As the National Lipstick Day was observed on July 29, a toxics watchdog group issued a red alert following its discovery of dirt cheap lipsticks that are heavily contaminated with lead, a chemical banned in cosmetics.
The EcoWaste Coalition has warned consumers, especially women of reproductive age, against the proliferation of what it calls as “poison lipsticks,” or unauthorised lipsticks containing supposedly outrageous levels of lead that are sold at rock-bottom prices, particularly in the informal market.
“We advise the public to refrain from consuming cheap but unauthorized poison lipsticks such as imitation ones that may contain lead and other impurities, which are invisible to the naked eye. Don’t get easily swayed by low prices. Lead-containing lipsticks are hazardous to health and should not be made, sold and used,” said Thony Dizon, Chemical Safety Campaigner, EcoWaste Coalition.

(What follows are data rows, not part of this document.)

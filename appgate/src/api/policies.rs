//! Policies of every type share one collection and one wire shape

use serde::{Deserialize, Serialize};
use serde_json::{Map, Value};
use std::fmt;

use super::client::Client;
use super::collection::Collection;
use super::common::AppgateApiResource;
use super::shape::{FieldGate, WireShape};
use super::version::ApiRevision::{self, V15, V17, V18};

/// Type discriminator stamped on every policy
#[derive(Debug, Clone, Copy, PartialEq, Eq, Default, Serialize, Deserialize)]
#[serde(rename_all = "lowercase")]
pub enum PolicyKind {
    #[default]
    Access,
    Device,
    Dhcp,
    Admin,
}

impl PolicyKind {
    pub fn as_str(&self) -> &'static str {
        match self {
            PolicyKind::Access => "access",
            PolicyKind::Device => "device",
            PolicyKind::Dhcp => "dhcp",
            PolicyKind::Admin => "admin",
        }
    }

    /// First revision that knows this policy type
    pub fn min_revision(&self) -> ApiRevision {
        match self {
            PolicyKind::Dhcp => V17,
            _ => V15,
        }
    }
}

impl fmt::Display for PolicyKind {
    fn fmt(&self, f: &mut fmt::Formatter<'_>) -> fmt::Result {
        f.write_str(self.as_str())
    }
}

#[derive(Debug, Clone, Default, Serialize, Deserialize)]
#[serde(rename_all = "camelCase")]
pub struct Policy {
    #[serde(default)]
    pub id: String,
    pub name: String,
    #[serde(rename = "type", default)]
    pub kind: PolicyKind,
    #[serde(default, skip_serializing_if = "Option::is_none")]
    pub notes: Option<String>,
    #[serde(default)]
    pub tags: Vec<String>,
    #[serde(default)]
    pub disabled: bool,
    #[serde(default)]
    pub expression: String,
    #[serde(default, skip_serializing_if = "Option::is_none")]
    pub override_site: Option<String>,
    #[serde(default, skip_serializing_if = "Vec::is_empty")]
    pub entitlements: Vec<String>,
    #[serde(default, skip_serializing_if = "Vec::is_empty")]
    pub entitlement_links: Vec<String>,
    #[serde(default, skip_serializing_if = "Vec::is_empty")]
    pub ringfence_rules: Vec<String>,
    #[serde(default, skip_serializing_if = "Vec::is_empty")]
    pub ringfence_rule_links: Vec<String>,
    #[serde(default, skip_serializing_if = "Vec::is_empty")]
    pub administrative_roles: Vec<String>,
    /// Type-specific settings blocks and peer-managed fields
    #[serde(flatten)]
    pub extra: Map<String, Value>,
}

impl AppgateApiResource for Policy {
    fn api_path() -> &'static str {
        "/policies"
    }

    fn id(&self) -> &str {
        &self.id
    }

    fn set_id(&mut self, id: String) {
        self.id = id;
    }

    fn name(&self) -> &str {
        &self.name
    }
}

pub static POLICY_SHAPE: WireShape = WireShape {
    gates: &[
        FieldGate::since("clientProfileSettings", "client_profile_settings", V18),
        FieldGate::since("dhcpSettings", "dhcp_settings", V17),
    ],
};

impl Client {
    pub fn policies(&self) -> Collection<'_, Policy> {
        Collection::new(self, &POLICY_SHAPE)
    }
}
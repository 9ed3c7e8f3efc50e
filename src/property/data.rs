//! Loads the generated (here: curated, see spec §1 / DESIGN.md) property
//! data from embedded JSON and builds the two-stage table, following the
//! teacher's `ucd.rs` `lazy_static!` idiom.

use serde::Deserialize;
use std::collections::HashMap;

use super::record::{DecompositionType, GeneralCategory, GraphemeBreak, Record};

const PROPERTY_DATA_JSON: &str = include_str!("../../resources/property_data.json");

#[derive(Deserialize)]
struct RawRecord {
    cp: u32,
    category: GeneralCategory,
    ccc: u8,
    decomposition_type: Option<DecompositionType>,
    decomposition: Option<Vec<u32>>,
    simple_upper: Option<u32>,
    simple_lower: Option<u32>,
    simple_title: Option<u32>,
    special_upper: Option<Vec<u32>>,
    special_lower: Option<Vec<u32>>,
    special_title: Option<Vec<u32>>,
    case_folding: Option<u32>,
    grapheme_break: GraphemeBreak,
    is_cased: bool,
    is_case_ignorable: bool,
    is_extended_pictographic: bool,
}

#[derive(Deserialize)]
struct RawData {
    records: Vec<RawRecord>,
    composition_pairs: Vec<[u32; 3]>,
    composition_exclusions: Vec<u32>,
}

/// Variable-length codepoint sequences referenced by [`Record`] pool
/// indices (decompositions, special case mappings, full case folding).
///
/// The original C implementation packs these into one flat buffer with a
/// surrogate sentinel marking a BMP/supplementary split; this port instead
/// stores one `Vec<u32>` per sequence and addresses it by plain index,
/// since nothing downstream needs the packed representation's space
/// savings (see DESIGN.md, "Data tables").
#[derive(Default)]
pub struct SequencePool {
    sequences: Vec<Vec<u32>>,
}

impl SequencePool {
    fn intern(&mut self, seq: Vec<u32>) -> u32 {
        self.sequences.push(seq);
        (self.sequences.len() - 1) as u32
    }

    pub fn get(&self, index: u32) -> &[u32] {
        &self.sequences[index as usize]
    }
}

const PAGE_SIZE: u32 = 256;
const MAX_CODEPOINT: u32 = 0x10FFFF;

pub struct PropertyData {
    pub stage1: Vec<u32>,
    pub stage2: Vec<Record>,
    pub pool: SequencePool,
    pub composition: HashMap<(u32, u32), u32>,
}

impl PropertyData {
    pub fn load() -> PropertyData {
        let raw: RawData =
            serde_json::from_str(PROPERTY_DATA_JSON).expect("embedded property_data.json is well-formed");

        let mut pool = SequencePool::default();
        let mut by_cp: HashMap<u32, Record> = HashMap::with_capacity(raw.records.len());
        for r in raw.records {
            let record = Record {
                category: r.category,
                ccc: r.ccc,
                decomposition_type: r.decomposition_type,
                decomposition: r.decomposition.map(|seq| pool.intern(seq)),
                simple_upper: r.simple_upper,
                simple_lower: r.simple_lower,
                simple_title: r.simple_title,
                special_upper: r.special_upper.map(|seq| pool.intern(seq)),
                special_lower: r.special_lower.map(|seq| pool.intern(seq)),
                special_title: r.special_title.map(|seq| pool.intern(seq)),
                case_folding: r.case_folding.map(|cp| pool.intern(vec![cp])),
                grapheme_break: r.grapheme_break,
                is_cased: r.is_cased,
                is_case_ignorable: r.is_case_ignorable,
                is_extended_pictographic: r.is_extended_pictographic,
            };
            by_cp.insert(r.cp, record);
        }

        let excluded: std::collections::HashSet<u32> = raw.composition_exclusions.into_iter().collect();
        let mut composition = HashMap::with_capacity(raw.composition_pairs.len());
        for [a, b, composed] in raw.composition_pairs {
            if !excluded.contains(&composed) {
                composition.insert((a, b), composed);
            }
        }

        let num_pages = (MAX_CODEPOINT / PAGE_SIZE + 1) as usize;
        let mut stage1 = vec![0u32; num_pages];
        // stage2[0..PAGE_SIZE] is the shared "all unassigned" page every
        // untouched stage1 entry points at.
        let mut stage2: Vec<Record> = vec![Record::UNASSIGNED; PAGE_SIZE as usize];

        for page in 0..num_pages as u32 {
            let base = page * PAGE_SIZE;
            let touched = (0..PAGE_SIZE).any(|offset| by_cp.contains_key(&(base + offset)));
            if !touched {
                continue;
            }
            let page_start = stage2.len() as u32;
            stage1[page as usize] = page_start;
            for offset in 0..PAGE_SIZE {
                let cp = base + offset;
                stage2.push(by_cp.get(&cp).copied().unwrap_or(Record::UNASSIGNED));
            }
        }

        tracing::debug!(
            pages = num_pages,
            touched_pages = stage2.len() / PAGE_SIZE as usize,
            records = by_cp.len(),
            "built property two-stage table"
        );

        PropertyData {
            stage1,
            stage2,
            pool,
            composition,
        }
    }
}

“Consumers, particularly women of child-bearing age, should not wear lead contaminated lipsticks. A pregnant woman may ingest lead as she applies and reapplies a lead-containing lipstick on her lips. Unknown to her, she may be exposing the baby in her womb to lead as this substance is able to cross the placental barrier and accumulate in fetal tissues,” said environment health scientist, Dr. Geminn Louis C. Apostol, from the Ateneo School of Medicine and Public Health.
According to the World Health Organisation (WHO) which has listed lead among the “10 chemicals of major public health concern,” the “exposure of pregnant women to high levels of lead can cause miscarriage, stillbirth, premature birth and low birth weight.”
As part of the group’s continuing campaign to protect children and women from harmful chemicals lurking in consumer products, the group purchased a total of 125 red lipsticks costing from P8.75 to P60 per canister from budget beauty product shops, “Presyong Divisoria” stores and street vendors in Caloocan, Makati, Malabon, Manila, Pasay and Quezon Cities. The samples, including counterfeits, were subsequently screened for lead using a handheld X-Ray Fluorescence (XRF) device.
Of the 125 samples, 38 products were found to contain lead up to 45,400 parts per million (ppm), way in excess of the maximum allowable limit of 20 ppm under the “ASEAN Guidelines on Limits of Contaminants for Cosmetics.” Heavy metal impurities, according to the guidelines, may be derived from the quality and purity of raw materials, and the manufacturing process.
Lipstick brands found to contain lead include Baolishi, Dexz, Koko Kollection, Meiya, Monaliza and eight variants of Qianxiu.